# Rust!



## PeintureLavergne.com (Dec 17, 2011)

I've been painting iron fences, stairs and else for many years now... I've tried pressure washing, grinding, sanding, spot priming, priming the whole thing, regular paint, cheap paint, expensive paint... But, my work never seems to last more then 3 years! I'm frustrated. I want to find something that will make the rust go away and not come back for a long time... can you tell me about your ways and the tricks or products you've found that make your work last?
Do you guys know Noxyde http://www.rustoleumibg.com/product.asp?lvl=P&pnv=2&snv=6&pid=161 and Por 15?
http://www.por15canada.com/catalogue/


----------



## chrisn (Jul 15, 2007)

rust never sleeps


----------



## johnny949 (Apr 13, 2012)

It's the nature of the beast you cannot get rid of it, only slow it down. I'd spot prime a couple times with rust destroyer then follow up with your plan of prime and finish coats.


----------



## Lambrecht (Feb 8, 2010)

Insul-x Corotech Pre-prime 100% solids epoxy. Penetrates and encapsulates the rust so it can't grow.


----------



## spotco2 (Sep 18, 2012)

POR15 rocks. It covers very well and takes weeks to wear off your skin.

I've used it on auto parts and some tractor parts that are always out in the weather and it has not failed in the past 7 or 8 years since I first applied it to my bush hog.

It does not level out well though when brushed. I've never tried to spray it before. The things I used it on did not really require a delicate touch or anyone elses approval on the finished product.


----------



## TrueColors (Jul 30, 2010)

Grinding only spreads hydrocarbons and soluble salt around the metal. When salts are still left on the surface of metal and you paint over it the salts will draw moisture into the coating and down to the salts... This causes a corrosion cell.

As to SSPC and NACE standards all cleaning should start with a SP-1(solvent cleaning). You should clean with a aliphatic solvent followed by a aromatic Solvent to get rid of any residue from the aliphatic solvents. Only after that you should start with SP-2(hand tool cleaning) or sp-3(power tool cleaning). 

After that dust all the metal off followed by another solvent cleaning.. Apply a good coating system after that.


----------



## NACE (May 16, 2008)

Lambrecht said:


> Insul-x Corotech Pre-prime 100% solids epoxy. Penetrates and encapsulates the rust so it can't grow.

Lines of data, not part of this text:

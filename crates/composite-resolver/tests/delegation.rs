//! Wrapped composites: dependency supply and capability delegation

use composite_model::{
    CapabilityDescriptor, CapabilityName, Catalog, CatalogBuilder, CompositeDeclaration,
    DeclareFragment, InterceptorDescriptor, MixinDescriptor,
};
use composite_resolver::{
    BindingOrigin, ProviderOrigin, ResolutionEngine, ResolutionError, ResolverSettings,
};

fn base() -> CatalogBuilder {
    Catalog::builder()
        .capability(CapabilityDescriptor::new("Greeter").method("greet"))
        .capability(CapabilityDescriptor::new("Store").method("load"))
        .mixin(MixinDescriptor::builder("MemoryStore").implements("Store").build().unwrap())
        .mixin(
            MixinDescriptor::builder("StoredGreeter")
                .implements("Greeter")
                .uses("Store")
                .build()
                .unwrap(),
        )
        .interceptor(InterceptorDescriptor::concern("Trace").around_any_invocation().build().unwrap())
}

fn with_inner() -> CatalogBuilder {
    base()
        .composite(
            CompositeDeclaration::new("Inner")
                .exposes("Store")
                .mixin("MemoryStore")
                .interceptor("Trace"),
        )
        .composite(
            CompositeDeclaration::new("Outer")
                .exposes("Greeter")
                .mixin("StoredGreeter")
                .wraps("Inner"),
        )
}

#[test]
fn test_wrapped_composite_supplies_dependency() {
    let engine = ResolutionEngine::new(with_inner().build().unwrap()).unwrap();
    let outer = engine.resolve("Outer").unwrap();

    assert_eq!(outer.wrapped().unwrap().name(), "Inner");
    let slots = outer.dependencies_of("StoredGreeter").unwrap();
    assert_eq!(
        slots[0].provider.as_ref().unwrap().origin,
        ProviderOrigin::Wrapped {
            composite: "Inner".into(),
            mixin: "MemoryStore".into(),
        }
    );

    // Inner was resolved on the way and is served from the cache.
    let inner = engine.resolve("Inner").unwrap();
    assert!(std::sync::Arc::ptr_eq(outer.wrapped().unwrap(), &inner));
    assert_eq!(engine.computations(), 2);
}

/// Outer backs Store itself but wraps a composite that only audits.
fn with_audit_inner() -> CatalogBuilder {
    base()
        .capability(CapabilityDescriptor::new("Audit").method("record"))
        .mixin(MixinDescriptor::builder("AuditLog").implements("Audit").build().unwrap())
        .mixin(MixinDescriptor::builder("PlainGreeter").implements("Greeter").build().unwrap())
        .composite(CompositeDeclaration::new("Auditor").exposes("Audit").mixin("AuditLog"))
}

#[test]
fn test_candidate_skipped_when_wrapped_composite_lacks_dependency() {
    let engine = ResolutionEngine::new(
        with_audit_inner()
            .composite(
                CompositeDeclaration::new("Outer")
                    .exposes("Greeter")
                    .mixin("StoredGreeter")
                    .mixin("PlainGreeter")
                    .mixin("MemoryStore")
                    .wraps("Auditor"),
            )
            .build()
            .unwrap(),
    )
    .unwrap();
    let outer = engine.resolve("Outer").unwrap();

    let greeter = outer.mixin_for(&CapabilityName::from("Greeter")).unwrap();
    assert_eq!(greeter.mixin.name(), "PlainGreeter");
    assert_eq!(greeter.origin, BindingOrigin::Own);
}

#[test]
fn test_interceptor_skipped_when_wrapped_composite_lacks_dependency() {
    let builder = || {
        with_audit_inner()
            .capability(CapabilityDescriptor::new("Meter").method("count"))
            .mixin(MixinDescriptor::builder("Counter").implements("Meter").build().unwrap())
            .interceptor(
                InterceptorDescriptor::concern("Metrics")
                    .around_any_invocation()
                    .uses("Meter")
                    .build()
                    .unwrap(),
            )
    };
    let declaration = CompositeDeclaration::new("Outer")
        .exposes("Greeter")
        .mixin("PlainGreeter")
        .mixin("Counter")
        .interceptor("Metrics");

    // A sibling supplies Meter when nothing is wrapped.
    let plain = ResolutionEngine::new(builder().composite(declaration.clone()).build().unwrap())
        .unwrap()
        .with_settings(ResolverSettings::strict());
    let greet = plain.resolve("Outer").unwrap();
    assert_eq!(greet.method("Greeter", "greet").unwrap().interceptor_names(), vec!["Metrics"]);

    // Wrapping a composite without a meter rules the interceptor out,
    // which is not an error even under strict settings.
    let wrapped = ResolutionEngine::new(
        builder()
            .composite(declaration.wraps("Auditor"))
            .build()
            .unwrap(),
    )
    .unwrap()
    .with_settings(ResolverSettings::strict());
    let greet = wrapped.resolve("Outer").unwrap();
    assert!(greet.method("Greeter", "greet").unwrap().chain.is_empty());
}

#[test]
fn test_missing_wrapped_composite_leaves_dependency_unsatisfied() {
    let engine = ResolutionEngine::new(
        base()
            .composite(
                CompositeDeclaration::new("Outer")
                    .exposes("Greeter")
                    .mixin("StoredGreeter"),
            )
            .build()
            .unwrap(),
    )
    .unwrap();

    let err = engine.resolve("Outer").unwrap_err();
    match err {
        ResolutionError::UnsatisfiableDependency { fragment, slot, .. } => {
            assert_eq!(fragment, "StoredGreeter");
            assert_eq!(slot.capability, "Store");
        }
        other => panic!("unexpected error: {other}"),
    }
}

#[test]
fn test_capability_without_own_mixin_is_delegated() {
    let engine = ResolutionEngine::new(
        with_inner()
            .composite(
                CompositeDeclaration::new("Facade")
                    .exposes("Greeter")
                    .exposes("Store")
                    .mixin("StoredGreeter")
                    .wraps("Inner"),
            )
            .build()
            .unwrap(),
    )
    .unwrap();
    let facade = engine.resolve("Facade").unwrap();

    let store = facade.mixin_for(&CapabilityName::from("Store")).unwrap();
    assert_eq!(store.mixin.name(), "MemoryStore");
    assert_eq!(store.origin, BindingOrigin::Wrapped("Inner".into()));
    assert!(store.is_delegated());

    // Delegated mixins are not part of this composite's own mixins.
    let used: Vec<&str> = facade.used_mixins().iter().map(|m| m.name().as_str()).collect();
    assert_eq!(used, vec!["StoredGreeter"]);

    // Inner's interceptors stay inside Inner.
    let plan = facade.method("Store", "load").unwrap();
    assert!(plan.chain.is_empty());
    let inner = facade.wrapped().unwrap().method("Store", "load").unwrap();
    assert_eq!(inner.interceptor_names(), vec!["Trace"]);
}

#[test]
fn test_delegation_is_one_level() {
    let engine = ResolutionEngine::new(
        with_inner()
            .composite(
                CompositeDeclaration::new("Facade")
                    .exposes("Greeter")
                    .exposes("Store")
                    .mixin("StoredGreeter")
                    .wraps("Inner"),
            )
            .composite(
                CompositeDeclaration::new("Shell")
                    .exposes("Store")
                    .wraps("Facade"),
            )
            .build()
            .unwrap(),
    )
    .unwrap();

    assert_eq!(
        engine.resolve("Shell").unwrap_err(),
        ResolutionError::UnresolvedCapability {
            composite: "Shell".into(),
            capability: "Store".into(),
        }
    );
}

#[test]
fn test_own_mixin_beats_delegation() {
    let engine = ResolutionEngine::new(
        with_inner()
            .composite(
                CompositeDeclaration::new("Local")
                    .exposes("Store")
                    .mixin("MemoryStore")
                    .wraps("Inner"),
            )
            .build()
            .unwrap(),
    )
    .unwrap();
    let local = engine.resolve("Local").unwrap();
    let store = local.mixin_for(&CapabilityName::from("Store")).unwrap();
    assert_eq!(store.origin, BindingOrigin::Own);
}

#[test]
fn test_elaborate_resolves_wrapped_first() {
    let engine = ResolutionEngine::new(with_inner().build().unwrap()).unwrap();
    let names: Vec<String> = engine
        .elaborate()
        .unwrap()
        .iter()
        .map(|c| c.name().to_string())
        .collect();
    assert_eq!(names, vec!["Inner", "Outer"]);

    let plan = engine.resolve("Outer").unwrap().plan();
    assert_eq!(plan.wraps, Some("Inner".into()));
}

#[test]
fn test_wrap_cycle_rejected_at_construction() {
    let catalog = base()
        .composite(
            CompositeDeclaration::new("A")
                .exposes("Store")
                .mixin("MemoryStore")
                .wraps("B"),
        )
        .composite(
            CompositeDeclaration::new("B")
                .exposes("Store")
                .mixin("MemoryStore")
                .wraps("A"),
        )
        .build()
        .unwrap();

    let err = ResolutionEngine::new(catalog).unwrap_err();
    assert_eq!(
        err,
        ResolutionError::CyclicComposition(vec!["A".into(), "B".into(), "A".into()])
    );
    assert_eq!(err.to_string(), "composites wrap each other in a cycle: A → B → A");
}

The V155 Pre Prime is an excellent choice followed by the Prep Standards recommended by True Color. Another choice is an MCU (moisture cured urethane) Zinc. I would include a blast standard as well or at least SSPC - SP 11 power tool clean to bright metal. Convertors are on the low scale of Prep Standards. All ferrous metal will eventually corrode. Other choices are epoxy mastic or polyamide epoxy primer. All epoxy should be topcoated with a urethane or color and abrasion resistance.


----------



## Ultimate (Mar 20, 2011)

I did a little research on POR15 last night. It can bond to metal and other surfaces such as wood or concrete. For me living on the coast with all of the incompetent builders using galv nails for siding, a fresh paint job can turn ugly in months. Like NACE said about converters being low scale prep, they haven't proved effective for very long. I've gotten close to just throwing in the towel, but am interested in trying the POR15.... Any other testimonials with this product?


----------



## mudbone (Dec 26, 2011)

chrisn said:


> rust never sleeps


 rust never sleeps and always eats!


----------



## PeintureLavergne.com (Dec 17, 2011)

House of colour... About Por 15... I've never used it... but I know it is verrrrry expensive. There is a reason why it is mostly used on car parts...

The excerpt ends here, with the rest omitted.